> **Available data**
= = = = =

//! Implied-speed and device-motion checks between consecutive history records.

use crate::error::{Result, VerifyError};
use crate::models::{LocationRecord, MotionEvidence, VerificationOptions};

use super::geometry::distance_meters;
use super::motion::MotionPolicy;

/// Relative slack on speed bounds so a value equal to a bound is not
/// rejected over float rounding in the distance calculation.
const BOUND_TOLERANCE: f64 = 1e-9;

#[derive(Debug, Clone, Copy, PartialEq)]
pub enum Anomaly {
    TooSlow { speed_kmh: f64, min_kmh: f64 },
    TooFast { speed_kmh: f64, max_kmh: f64 },
    ImplausibleMotion,
}

#[derive(Debug, Clone, Copy, PartialEq)]
pub enum MovementCheck {
    /// Movement checks not requested, or not enough history to compare.
    Skipped,
    Plausible { speed_kmh: f64 },
    Anomaly(Anomaly),
}

/// Speed implied by moving from `previous` to `current`, in km/h.
pub fn implied_speed_kmh(previous: &LocationRecord, current: &LocationRecord) -> Result<f64> {
    let elapsed = current.timestamp - previous.timestamp;
    // Microsecond count overflows only for gaps of ~292k years
    let elapsed_us = elapsed
        .num_microseconds()
        .unwrap_or_else(|| elapsed.num_milliseconds().saturating_mul(1000));
    if elapsed_us <= 0 {
        return Err(VerifyError::NonPositiveElapsed(elapsed_us));
    }

    let distance = distance_meters(&previous.position, &current.position);
    let elapsed_hours = elapsed_us as f64 / 3_600_000_000.0;
    Ok((distance / 1000.0) / elapsed_hours)
}

/// Evaluate the newest history record against the one before it.
///
/// `recent` is the tail of the user's history, oldest first. Only runs when
/// `require_movement` is set and at least two records exist.
pub fn check_movement(
    recent: &[LocationRecord],
    options: &VerificationOptions,
    motion_policy: &MotionPolicy,
) -> Result<MovementCheck> {
    if !options.require_movement {
        return Ok(MovementCheck::Skipped);
    }
    let [.., previous, current] = recent else {
        return Ok(MovementCheck::Skipped);
    };

    let speed_kmh = implied_speed_kmh(previous, current)?;

    if let Some(min_kmh) = options.min_speed_kmh {
        if speed_kmh < min_kmh * (1.0 - BOUND_TOLERANCE) {
            return Ok(MovementCheck::Anomaly(Anomaly::TooSlow { speed_kmh, min_kmh }));
        }
    }
    if let Some(max_kmh) = options.max_speed_kmh {
        if speed_kmh > max_kmh * (1.0 + BOUND_TOLERANCE) {
            return Ok(MovementCheck::Anomaly(Anomaly::TooFast { speed_kmh, max_kmh }));
        }
    }

    if options.require_motion {
        if let MotionEvidence::Present(sample) = &current.motion {
            if !motion_policy.is_plausible(sample) {
                return Ok(MovementCheck::Anomaly(Anomaly::ImplausibleMotion));
            }
        }
    }

    Ok(MovementCheck::Plausible { speed_kmh })
}

#[cfg(test)]
mod tests {
    use super::*;
    use crate::models::{Acceleration, MotionSample, Position, RotationRate};
    use crate::verification::geometry::EARTH_RADIUS_M;
    use chrono::{DateTime, Duration, TimeZone, Utc};

    fn t0() -> DateTime<Utc> {
        Utc.with_ymd_and_hms(2025, 6, 1, 10, 0, 0).unwrap()
    }

    /// Latitude delta in degrees covering `meters` along a meridian.
    fn lat_delta(meters: f64) -> f64 {
        (meters / EARTH_RADIUS_M).to_degrees()
    }

    fn rec(lat: f64, minutes: i64, motion: MotionEvidence) -> LocationRecord {
        LocationRecord::live(
            Position::new(lat, 0.0).unwrap(),
            t0() + Duration::minutes(minutes),
            motion,
        )
    }

    fn pair_one_km_one_hour() -> Vec<LocationRecord> {
        vec![
            rec(0.0, 0, MotionEvidence::NotRequested),
            rec(lat_delta(1000.0), 60, MotionEvidence::NotRequested),
        ]
    }

    #[test]
    fn test_skipped_without_require_movement() {
        let opts = VerificationOptions::default();
        let check = check_movement(&pair_one_km_one_hour(), &opts, &MotionPolicy::default());
        assert_eq!(check.unwrap(), MovementCheck::Skipped);
    }

    #[test]
    fn test_skipped_with_single_record() {
        let opts = VerificationOptions::with_speed_bounds(None, Some(1.0));
        let one = vec![rec(0.0, 0, MotionEvidence::NotRequested)];
        let check = check_movement(&one, &opts, &MotionPolicy::default());
        assert_eq!(check.unwrap(), MovementCheck::Skipped);
    }

    #[test]
    fn test_speed_equal_to_bounds_accepted() {
        let opts = VerificationOptions::with_speed_bounds(Some(1.0), Some(20.0));
        let check = check_movement(&pair_one_km_one_hour(), &opts, &MotionPolicy::default());
        match check.unwrap() {
            MovementCheck::Plausible { speed_kmh } => assert!((speed_kmh - 1.0).abs() < 1e-6),
            other => panic!("expected plausible, got {:?}", other),
        }

        let opts = VerificationOptions::with_speed_bounds(Some(0.5), Some(1.0));
        let check = check_movement(&pair_one_km_one_hour(), &opts, &MotionPolicy::default());
        assert!(matches!(check.unwrap(), MovementCheck::Plausible { .. }));
    }

    #[test]
    fn test_too_slow_and_too_fast() {
        let slow = VerificationOptions::with_speed_bounds(Some(2.0), None);
        let check = check_movement(&pair_one_km_one_hour(), &slow, &MotionPolicy::default());
        assert!(matches!(check.unwrap(), MovementCheck::Anomaly(Anomaly::TooSlow { .. })));

        let fast = VerificationOptions::with_speed_bounds(None, Some(0.9));
        let check = check_movement(&pair_one_km_one_hour(), &fast, &MotionPolicy::default());
        assert!(matches!(check.unwrap(), MovementCheck::Anomaly(Anomaly::TooFast { .. })));
    }

    #[test]
    fn test_zero_elapsed_is_error() {
        let opts = VerificationOptions::with_speed_bounds(None, Some(20.0));
        let same_time = vec![
            rec(0.0, 5, MotionEvidence::NotRequested),
            rec(0.01, 5, MotionEvidence::NotRequested),
        ];
        let err = check_movement(&same_time, &opts, &MotionPolicy::default()).unwrap_err();
        assert!(matches!(err, VerifyError::NonPositiveElapsed(0)));
    }

    #[test]
    fn test_sub_millisecond_gap_is_measured() {
        let previous = rec(0.0, 0, MotionEvidence::NotRequested);
        let mut current = rec(0.1, 0, MotionEvidence::NotRequested);
        current.timestamp = previous.timestamp + Duration::microseconds(500);

        let speed = implied_speed_kmh(&previous, &current).unwrap();
        assert!(speed > 1e6, "got {}", speed);

        let opts = VerificationOptions::with_speed_bounds(None, Some(20.0));
        let check = check_movement(&[previous, current], &opts, &MotionPolicy::default());
        assert!(matches!(check.unwrap(), MovementCheck::Anomaly(Anomaly::TooFast { .. })));
    }

    #[test]
    fn test_implausible_motion_is_anomaly() {
        let shaking = MotionSample {
            acceleration: Acceleration { x: 45.0, y: 0.0, z: 9.8 },
            rotation: RotationRate::default(),
            interval: std::time::Duration::from_millis(16),
        };
        let recent = vec![
            rec(0.0, 0, MotionEvidence::NotRequested),
            rec(lat_delta(1000.0), 60, MotionEvidence::Present(shaking)),
        ];
        let mut opts = VerificationOptions::with_speed_bounds(None, Some(20.0));
        opts.require_motion = true;

        let check = check_movement(&recent, &opts, &MotionPolicy::default()).unwrap();
        assert_eq!(check, MovementCheck::Anomaly(Anomaly::ImplausibleMotion));
    }

    #[test]
    fn test_missing_motion_not_penalised() {
        let recent = vec![
            rec(0.0, 0, MotionEvidence::NotRequested),
            rec(lat_delta(1000.0), 60, MotionEvidence::Missing),
        ];
        let mut opts = VerificationOptions::with_speed_bounds(None, Some(20.0));
        opts.require_motion = true;

        let check = check_movement(&recent, &opts, &MotionPolicy::default()).unwrap();
        assert!(matches!(check, MovementCheck::Plausible { .. }));
    }
}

= = = = =

> **What you are asked to do**
Reproduce word for word the lines of the records above, beginning at the first and ending with the line where "Speed implied by" appears, and nothing past it.

> **Result of this exercise**
//! Implied-speed and device-motion checks between consecutive history records.

use crate::error::{Result, VerifyError};
use crate::models::{LocationRecord, MotionEvidence, VerificationOptions};

use super::geometry::distance_meters;
use super::motion::MotionPolicy;

/// Relative slack on speed bounds so a value equal to a bound is not
/// rejected over float rounding in the distance calculation.
const BOUND_TOLERANCE: f64 = 1e-9;

#[derive(Debug, Clone, Copy, PartialEq)]
pub enum Anomaly {
    TooSlow { speed_kmh: f64, min_kmh: f64 },
    TooFast { speed_kmh: f64, max_kmh: f64 },
    ImplausibleMotion,
}

#[derive(Debug, Clone, Copy, PartialEq)]
pub enum MovementCheck {
    /// Movement checks not requested, or not enough history to compare.
    Skipped,
    Plausible { speed_kmh: f64 },
    Anomaly(Anomaly),
}

/// Speed implied by moving from `previous` to `current`, in km/h.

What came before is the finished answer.